For the material that follows, list every line containing the word "Open".

DATASET RECORDS:
============================================================
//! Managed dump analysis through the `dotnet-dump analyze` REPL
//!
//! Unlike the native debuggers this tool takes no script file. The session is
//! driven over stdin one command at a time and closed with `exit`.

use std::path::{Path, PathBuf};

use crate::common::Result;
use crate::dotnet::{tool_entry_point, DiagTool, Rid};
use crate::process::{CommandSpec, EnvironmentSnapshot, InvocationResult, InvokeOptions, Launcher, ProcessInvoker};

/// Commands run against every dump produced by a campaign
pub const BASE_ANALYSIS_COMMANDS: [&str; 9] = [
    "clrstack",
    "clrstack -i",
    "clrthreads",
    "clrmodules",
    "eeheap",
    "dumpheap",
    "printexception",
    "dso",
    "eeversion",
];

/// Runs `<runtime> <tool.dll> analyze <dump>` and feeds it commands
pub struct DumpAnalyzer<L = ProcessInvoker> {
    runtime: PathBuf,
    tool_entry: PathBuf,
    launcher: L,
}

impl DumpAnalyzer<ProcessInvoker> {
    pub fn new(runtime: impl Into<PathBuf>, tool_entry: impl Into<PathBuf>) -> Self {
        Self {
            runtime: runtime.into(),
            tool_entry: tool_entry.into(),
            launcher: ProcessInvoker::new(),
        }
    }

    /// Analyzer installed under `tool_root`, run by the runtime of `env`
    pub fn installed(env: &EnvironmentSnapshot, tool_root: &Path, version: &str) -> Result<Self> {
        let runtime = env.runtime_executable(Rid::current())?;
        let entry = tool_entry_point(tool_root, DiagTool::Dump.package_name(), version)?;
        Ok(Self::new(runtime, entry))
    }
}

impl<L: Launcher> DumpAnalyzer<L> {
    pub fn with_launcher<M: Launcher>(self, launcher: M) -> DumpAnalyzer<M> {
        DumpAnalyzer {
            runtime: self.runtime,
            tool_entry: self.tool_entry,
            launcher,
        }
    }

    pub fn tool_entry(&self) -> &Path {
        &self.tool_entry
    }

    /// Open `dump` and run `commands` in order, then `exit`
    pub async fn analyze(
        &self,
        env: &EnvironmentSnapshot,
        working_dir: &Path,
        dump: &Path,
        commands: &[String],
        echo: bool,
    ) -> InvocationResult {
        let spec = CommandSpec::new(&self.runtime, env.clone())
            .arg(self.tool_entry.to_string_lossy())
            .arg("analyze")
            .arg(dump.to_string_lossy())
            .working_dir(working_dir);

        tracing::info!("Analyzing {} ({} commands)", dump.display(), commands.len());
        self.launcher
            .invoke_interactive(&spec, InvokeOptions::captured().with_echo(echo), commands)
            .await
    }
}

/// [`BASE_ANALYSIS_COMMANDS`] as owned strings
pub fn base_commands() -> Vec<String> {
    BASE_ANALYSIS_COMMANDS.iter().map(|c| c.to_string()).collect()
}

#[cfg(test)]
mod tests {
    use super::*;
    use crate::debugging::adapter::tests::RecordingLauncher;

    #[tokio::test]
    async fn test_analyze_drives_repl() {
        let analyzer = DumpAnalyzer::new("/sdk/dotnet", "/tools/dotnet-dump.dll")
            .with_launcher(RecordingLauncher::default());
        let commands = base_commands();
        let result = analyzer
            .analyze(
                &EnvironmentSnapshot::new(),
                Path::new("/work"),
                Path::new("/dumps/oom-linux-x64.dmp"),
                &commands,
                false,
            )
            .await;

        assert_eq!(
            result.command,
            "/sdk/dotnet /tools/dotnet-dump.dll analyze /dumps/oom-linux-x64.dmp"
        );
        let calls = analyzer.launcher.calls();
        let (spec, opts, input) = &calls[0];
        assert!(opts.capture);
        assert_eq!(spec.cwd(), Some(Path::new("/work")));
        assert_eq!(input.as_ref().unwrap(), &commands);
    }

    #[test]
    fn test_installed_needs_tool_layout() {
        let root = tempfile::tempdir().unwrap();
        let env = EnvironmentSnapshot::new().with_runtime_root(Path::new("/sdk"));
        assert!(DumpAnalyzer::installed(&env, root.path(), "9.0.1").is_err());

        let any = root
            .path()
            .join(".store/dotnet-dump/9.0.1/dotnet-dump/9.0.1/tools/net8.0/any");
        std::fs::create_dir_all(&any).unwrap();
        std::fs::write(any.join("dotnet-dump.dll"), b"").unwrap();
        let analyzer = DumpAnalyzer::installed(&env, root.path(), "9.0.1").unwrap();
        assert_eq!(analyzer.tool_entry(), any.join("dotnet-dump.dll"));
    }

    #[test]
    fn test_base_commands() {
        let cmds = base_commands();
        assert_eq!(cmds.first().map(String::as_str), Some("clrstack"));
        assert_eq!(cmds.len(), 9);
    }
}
============================================================
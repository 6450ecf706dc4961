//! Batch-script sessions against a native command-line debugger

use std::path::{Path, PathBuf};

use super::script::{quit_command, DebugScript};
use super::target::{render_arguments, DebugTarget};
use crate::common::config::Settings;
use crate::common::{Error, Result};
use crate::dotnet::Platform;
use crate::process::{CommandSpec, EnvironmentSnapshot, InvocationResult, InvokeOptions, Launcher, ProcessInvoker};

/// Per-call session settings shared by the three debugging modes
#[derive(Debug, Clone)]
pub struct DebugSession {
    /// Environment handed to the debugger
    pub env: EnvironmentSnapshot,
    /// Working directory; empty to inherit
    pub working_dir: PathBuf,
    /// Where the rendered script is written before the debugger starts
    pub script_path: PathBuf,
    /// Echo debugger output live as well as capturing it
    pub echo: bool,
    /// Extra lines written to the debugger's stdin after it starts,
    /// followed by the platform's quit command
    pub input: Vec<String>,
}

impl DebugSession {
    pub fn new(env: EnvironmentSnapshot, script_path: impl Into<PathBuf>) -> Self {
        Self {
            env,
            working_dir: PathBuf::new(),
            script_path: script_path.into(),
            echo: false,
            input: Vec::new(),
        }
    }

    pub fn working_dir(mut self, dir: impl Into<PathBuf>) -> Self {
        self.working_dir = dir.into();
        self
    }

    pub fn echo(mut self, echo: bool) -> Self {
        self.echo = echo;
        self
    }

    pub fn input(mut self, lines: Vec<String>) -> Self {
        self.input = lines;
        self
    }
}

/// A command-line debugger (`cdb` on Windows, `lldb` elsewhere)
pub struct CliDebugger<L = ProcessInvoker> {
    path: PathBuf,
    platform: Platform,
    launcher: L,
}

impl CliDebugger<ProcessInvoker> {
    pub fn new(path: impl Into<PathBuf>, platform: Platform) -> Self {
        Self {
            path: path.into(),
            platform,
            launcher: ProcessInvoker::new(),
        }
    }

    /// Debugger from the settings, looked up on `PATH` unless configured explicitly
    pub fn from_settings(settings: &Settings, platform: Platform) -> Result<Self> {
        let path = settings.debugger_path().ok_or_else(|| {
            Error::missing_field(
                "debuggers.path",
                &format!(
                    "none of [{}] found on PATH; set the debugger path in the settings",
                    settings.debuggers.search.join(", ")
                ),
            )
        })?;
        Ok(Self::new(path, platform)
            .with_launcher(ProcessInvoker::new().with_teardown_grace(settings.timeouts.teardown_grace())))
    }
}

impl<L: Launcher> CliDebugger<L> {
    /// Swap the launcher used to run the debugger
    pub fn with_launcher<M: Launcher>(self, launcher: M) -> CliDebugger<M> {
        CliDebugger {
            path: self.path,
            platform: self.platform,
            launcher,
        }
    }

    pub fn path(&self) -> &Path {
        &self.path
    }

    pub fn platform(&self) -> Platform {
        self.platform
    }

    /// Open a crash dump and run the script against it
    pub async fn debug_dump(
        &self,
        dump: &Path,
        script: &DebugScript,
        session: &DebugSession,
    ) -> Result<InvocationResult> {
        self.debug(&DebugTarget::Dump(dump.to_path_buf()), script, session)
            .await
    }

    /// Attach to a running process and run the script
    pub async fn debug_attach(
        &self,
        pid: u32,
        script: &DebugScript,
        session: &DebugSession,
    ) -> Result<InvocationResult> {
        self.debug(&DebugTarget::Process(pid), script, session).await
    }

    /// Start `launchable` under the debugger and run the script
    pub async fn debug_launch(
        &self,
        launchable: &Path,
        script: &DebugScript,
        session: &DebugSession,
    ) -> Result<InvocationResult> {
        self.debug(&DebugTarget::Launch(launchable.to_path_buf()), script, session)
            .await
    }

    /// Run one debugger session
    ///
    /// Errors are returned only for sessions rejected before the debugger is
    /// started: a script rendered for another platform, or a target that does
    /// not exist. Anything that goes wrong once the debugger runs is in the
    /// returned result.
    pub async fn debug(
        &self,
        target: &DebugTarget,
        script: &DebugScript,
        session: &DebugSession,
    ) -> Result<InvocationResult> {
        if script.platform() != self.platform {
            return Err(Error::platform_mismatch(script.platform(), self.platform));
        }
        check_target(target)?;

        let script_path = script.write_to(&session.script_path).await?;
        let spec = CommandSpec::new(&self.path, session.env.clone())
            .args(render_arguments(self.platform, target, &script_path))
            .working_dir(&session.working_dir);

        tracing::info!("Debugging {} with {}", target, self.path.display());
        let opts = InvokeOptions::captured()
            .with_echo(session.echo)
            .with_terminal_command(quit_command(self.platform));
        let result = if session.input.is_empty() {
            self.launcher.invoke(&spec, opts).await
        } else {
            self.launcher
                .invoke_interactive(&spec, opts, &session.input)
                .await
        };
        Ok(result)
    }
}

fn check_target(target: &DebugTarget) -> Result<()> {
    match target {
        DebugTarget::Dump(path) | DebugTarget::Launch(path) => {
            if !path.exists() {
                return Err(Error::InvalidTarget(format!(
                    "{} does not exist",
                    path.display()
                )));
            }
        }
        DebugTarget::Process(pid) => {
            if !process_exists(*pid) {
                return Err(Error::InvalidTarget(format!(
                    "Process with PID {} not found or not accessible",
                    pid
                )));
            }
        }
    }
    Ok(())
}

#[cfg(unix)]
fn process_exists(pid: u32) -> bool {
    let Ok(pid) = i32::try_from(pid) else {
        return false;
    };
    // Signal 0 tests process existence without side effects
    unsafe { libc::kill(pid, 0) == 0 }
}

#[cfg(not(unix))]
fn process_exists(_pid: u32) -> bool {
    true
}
============================================================
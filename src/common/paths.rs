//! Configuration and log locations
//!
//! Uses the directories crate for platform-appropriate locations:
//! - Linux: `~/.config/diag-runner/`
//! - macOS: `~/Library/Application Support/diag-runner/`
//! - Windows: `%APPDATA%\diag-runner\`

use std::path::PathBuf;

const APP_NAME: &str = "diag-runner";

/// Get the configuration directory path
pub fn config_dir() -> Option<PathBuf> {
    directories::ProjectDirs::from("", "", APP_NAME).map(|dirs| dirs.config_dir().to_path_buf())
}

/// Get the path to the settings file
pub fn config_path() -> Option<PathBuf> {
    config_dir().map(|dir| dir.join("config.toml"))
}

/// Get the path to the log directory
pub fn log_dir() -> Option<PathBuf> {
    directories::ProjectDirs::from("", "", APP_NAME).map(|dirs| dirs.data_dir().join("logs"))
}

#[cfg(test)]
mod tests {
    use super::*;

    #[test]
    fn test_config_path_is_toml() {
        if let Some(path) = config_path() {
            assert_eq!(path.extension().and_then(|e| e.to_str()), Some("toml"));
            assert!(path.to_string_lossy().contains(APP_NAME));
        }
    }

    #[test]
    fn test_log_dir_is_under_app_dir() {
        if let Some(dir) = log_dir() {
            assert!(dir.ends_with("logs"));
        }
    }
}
============================================================
COMPLETED EXERCISE:
    /// Open `dump` and run `commands` in order, then `exit`
    /// Open a crash dump and run the script against it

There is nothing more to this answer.